- _DATA TO EXAMINE_

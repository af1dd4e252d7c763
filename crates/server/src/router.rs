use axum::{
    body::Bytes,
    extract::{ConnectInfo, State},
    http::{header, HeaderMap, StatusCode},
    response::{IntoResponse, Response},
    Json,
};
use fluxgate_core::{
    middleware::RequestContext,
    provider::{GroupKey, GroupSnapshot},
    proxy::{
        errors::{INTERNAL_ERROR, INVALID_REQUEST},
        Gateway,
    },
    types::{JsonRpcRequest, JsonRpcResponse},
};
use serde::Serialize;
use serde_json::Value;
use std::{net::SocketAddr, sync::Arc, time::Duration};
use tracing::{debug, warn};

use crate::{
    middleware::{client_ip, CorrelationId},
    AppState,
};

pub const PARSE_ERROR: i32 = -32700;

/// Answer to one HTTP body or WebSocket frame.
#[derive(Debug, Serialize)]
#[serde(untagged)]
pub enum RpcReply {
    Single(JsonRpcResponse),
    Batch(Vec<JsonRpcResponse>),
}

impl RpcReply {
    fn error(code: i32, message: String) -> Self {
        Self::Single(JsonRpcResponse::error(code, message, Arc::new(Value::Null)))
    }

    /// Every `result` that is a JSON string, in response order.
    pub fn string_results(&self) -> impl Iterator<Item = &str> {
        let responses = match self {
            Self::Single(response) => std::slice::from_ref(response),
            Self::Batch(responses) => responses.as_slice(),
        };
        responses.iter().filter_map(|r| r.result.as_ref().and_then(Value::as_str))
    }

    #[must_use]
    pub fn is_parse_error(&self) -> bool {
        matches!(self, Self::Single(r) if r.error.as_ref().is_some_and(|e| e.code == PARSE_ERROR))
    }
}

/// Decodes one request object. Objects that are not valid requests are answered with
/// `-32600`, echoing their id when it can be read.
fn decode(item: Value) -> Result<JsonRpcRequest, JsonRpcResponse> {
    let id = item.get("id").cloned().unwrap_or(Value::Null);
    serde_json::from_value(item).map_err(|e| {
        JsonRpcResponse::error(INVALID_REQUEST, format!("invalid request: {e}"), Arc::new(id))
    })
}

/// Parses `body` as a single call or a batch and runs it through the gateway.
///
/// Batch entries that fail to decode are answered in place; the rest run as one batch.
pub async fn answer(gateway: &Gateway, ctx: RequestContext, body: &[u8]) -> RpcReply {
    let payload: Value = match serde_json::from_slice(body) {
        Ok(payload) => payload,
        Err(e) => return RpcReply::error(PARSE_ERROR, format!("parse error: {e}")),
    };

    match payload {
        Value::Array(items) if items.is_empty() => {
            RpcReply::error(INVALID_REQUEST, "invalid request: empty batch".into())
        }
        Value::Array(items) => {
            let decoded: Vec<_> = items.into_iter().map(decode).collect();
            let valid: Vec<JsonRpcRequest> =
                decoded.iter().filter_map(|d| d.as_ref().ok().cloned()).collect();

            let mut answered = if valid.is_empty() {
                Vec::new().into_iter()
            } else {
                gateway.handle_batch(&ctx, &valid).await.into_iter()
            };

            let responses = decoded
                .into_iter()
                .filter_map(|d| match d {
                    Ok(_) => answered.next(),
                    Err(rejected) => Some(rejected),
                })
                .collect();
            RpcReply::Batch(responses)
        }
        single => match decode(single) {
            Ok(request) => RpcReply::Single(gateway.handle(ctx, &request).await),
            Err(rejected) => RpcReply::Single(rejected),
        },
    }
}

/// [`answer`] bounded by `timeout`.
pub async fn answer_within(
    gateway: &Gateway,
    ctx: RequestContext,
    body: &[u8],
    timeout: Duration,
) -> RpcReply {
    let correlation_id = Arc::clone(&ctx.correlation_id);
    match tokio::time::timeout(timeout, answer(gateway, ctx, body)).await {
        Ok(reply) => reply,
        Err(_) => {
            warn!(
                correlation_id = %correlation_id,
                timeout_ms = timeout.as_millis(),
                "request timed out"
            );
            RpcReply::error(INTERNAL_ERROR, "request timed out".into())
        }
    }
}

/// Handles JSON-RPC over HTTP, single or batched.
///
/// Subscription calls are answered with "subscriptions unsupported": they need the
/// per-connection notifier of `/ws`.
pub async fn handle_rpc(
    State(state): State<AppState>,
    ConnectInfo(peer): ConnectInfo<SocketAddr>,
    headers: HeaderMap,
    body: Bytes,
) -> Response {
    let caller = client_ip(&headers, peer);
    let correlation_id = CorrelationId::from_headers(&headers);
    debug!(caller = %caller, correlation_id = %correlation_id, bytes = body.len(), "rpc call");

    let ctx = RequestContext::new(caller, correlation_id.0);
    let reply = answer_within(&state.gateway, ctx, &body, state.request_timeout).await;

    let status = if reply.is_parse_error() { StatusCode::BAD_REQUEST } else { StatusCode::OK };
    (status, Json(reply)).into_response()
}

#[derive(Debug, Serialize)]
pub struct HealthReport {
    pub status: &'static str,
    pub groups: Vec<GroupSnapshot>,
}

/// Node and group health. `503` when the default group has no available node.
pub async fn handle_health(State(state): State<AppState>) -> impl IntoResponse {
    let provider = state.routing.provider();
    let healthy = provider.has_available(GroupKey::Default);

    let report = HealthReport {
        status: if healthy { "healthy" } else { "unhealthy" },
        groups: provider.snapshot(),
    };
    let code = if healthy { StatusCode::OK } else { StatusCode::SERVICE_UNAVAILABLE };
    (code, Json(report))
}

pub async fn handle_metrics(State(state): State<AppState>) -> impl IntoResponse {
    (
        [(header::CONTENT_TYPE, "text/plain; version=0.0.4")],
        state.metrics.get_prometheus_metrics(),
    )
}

...

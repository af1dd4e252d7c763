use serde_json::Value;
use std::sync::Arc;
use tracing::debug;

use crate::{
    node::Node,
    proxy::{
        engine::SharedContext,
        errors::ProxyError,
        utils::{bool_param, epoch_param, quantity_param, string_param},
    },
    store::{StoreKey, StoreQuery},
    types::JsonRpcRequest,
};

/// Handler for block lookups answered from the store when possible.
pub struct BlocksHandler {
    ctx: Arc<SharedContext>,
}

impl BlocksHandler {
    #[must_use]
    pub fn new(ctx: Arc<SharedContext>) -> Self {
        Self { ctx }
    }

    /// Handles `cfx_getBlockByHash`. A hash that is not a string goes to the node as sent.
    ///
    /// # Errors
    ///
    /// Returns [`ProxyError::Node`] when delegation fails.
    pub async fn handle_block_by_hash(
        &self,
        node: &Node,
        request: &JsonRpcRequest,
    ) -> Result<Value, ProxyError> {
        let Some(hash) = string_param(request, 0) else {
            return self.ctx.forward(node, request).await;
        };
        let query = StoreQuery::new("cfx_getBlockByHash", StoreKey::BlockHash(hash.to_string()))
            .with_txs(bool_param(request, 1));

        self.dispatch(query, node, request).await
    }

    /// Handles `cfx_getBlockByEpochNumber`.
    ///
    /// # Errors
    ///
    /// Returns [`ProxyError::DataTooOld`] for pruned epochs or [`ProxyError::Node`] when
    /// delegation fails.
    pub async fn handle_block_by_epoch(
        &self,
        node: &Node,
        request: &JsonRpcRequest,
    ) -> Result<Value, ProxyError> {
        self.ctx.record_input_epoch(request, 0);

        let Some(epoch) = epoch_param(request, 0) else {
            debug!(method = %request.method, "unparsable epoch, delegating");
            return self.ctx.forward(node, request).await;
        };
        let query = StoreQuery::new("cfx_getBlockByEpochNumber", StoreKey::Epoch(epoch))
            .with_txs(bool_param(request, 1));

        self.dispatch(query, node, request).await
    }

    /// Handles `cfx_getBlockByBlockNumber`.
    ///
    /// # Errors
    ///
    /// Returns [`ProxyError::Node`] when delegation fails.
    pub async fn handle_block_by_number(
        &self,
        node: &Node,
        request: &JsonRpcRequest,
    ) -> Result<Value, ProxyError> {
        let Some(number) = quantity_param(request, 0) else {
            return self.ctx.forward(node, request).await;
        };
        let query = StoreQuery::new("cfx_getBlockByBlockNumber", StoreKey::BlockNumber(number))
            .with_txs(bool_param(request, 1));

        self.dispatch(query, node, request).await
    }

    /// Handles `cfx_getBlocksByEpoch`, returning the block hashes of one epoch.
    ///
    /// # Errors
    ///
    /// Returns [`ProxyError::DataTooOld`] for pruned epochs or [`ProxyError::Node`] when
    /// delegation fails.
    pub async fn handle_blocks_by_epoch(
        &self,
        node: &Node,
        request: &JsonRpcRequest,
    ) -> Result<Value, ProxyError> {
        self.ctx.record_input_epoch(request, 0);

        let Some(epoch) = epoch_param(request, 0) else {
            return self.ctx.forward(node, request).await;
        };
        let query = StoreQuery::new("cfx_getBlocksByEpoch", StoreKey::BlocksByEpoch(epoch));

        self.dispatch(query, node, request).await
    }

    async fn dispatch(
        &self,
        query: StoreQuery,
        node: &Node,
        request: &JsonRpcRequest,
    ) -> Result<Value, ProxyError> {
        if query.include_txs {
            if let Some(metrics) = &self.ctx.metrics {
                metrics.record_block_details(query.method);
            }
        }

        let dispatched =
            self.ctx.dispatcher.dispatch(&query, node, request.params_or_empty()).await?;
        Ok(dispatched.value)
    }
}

- _WORK INSTRUCTIONS_
Respond with only the number of lines above that include the string "GroupSnapshot".

- _EXERCISE SOLUTION_
2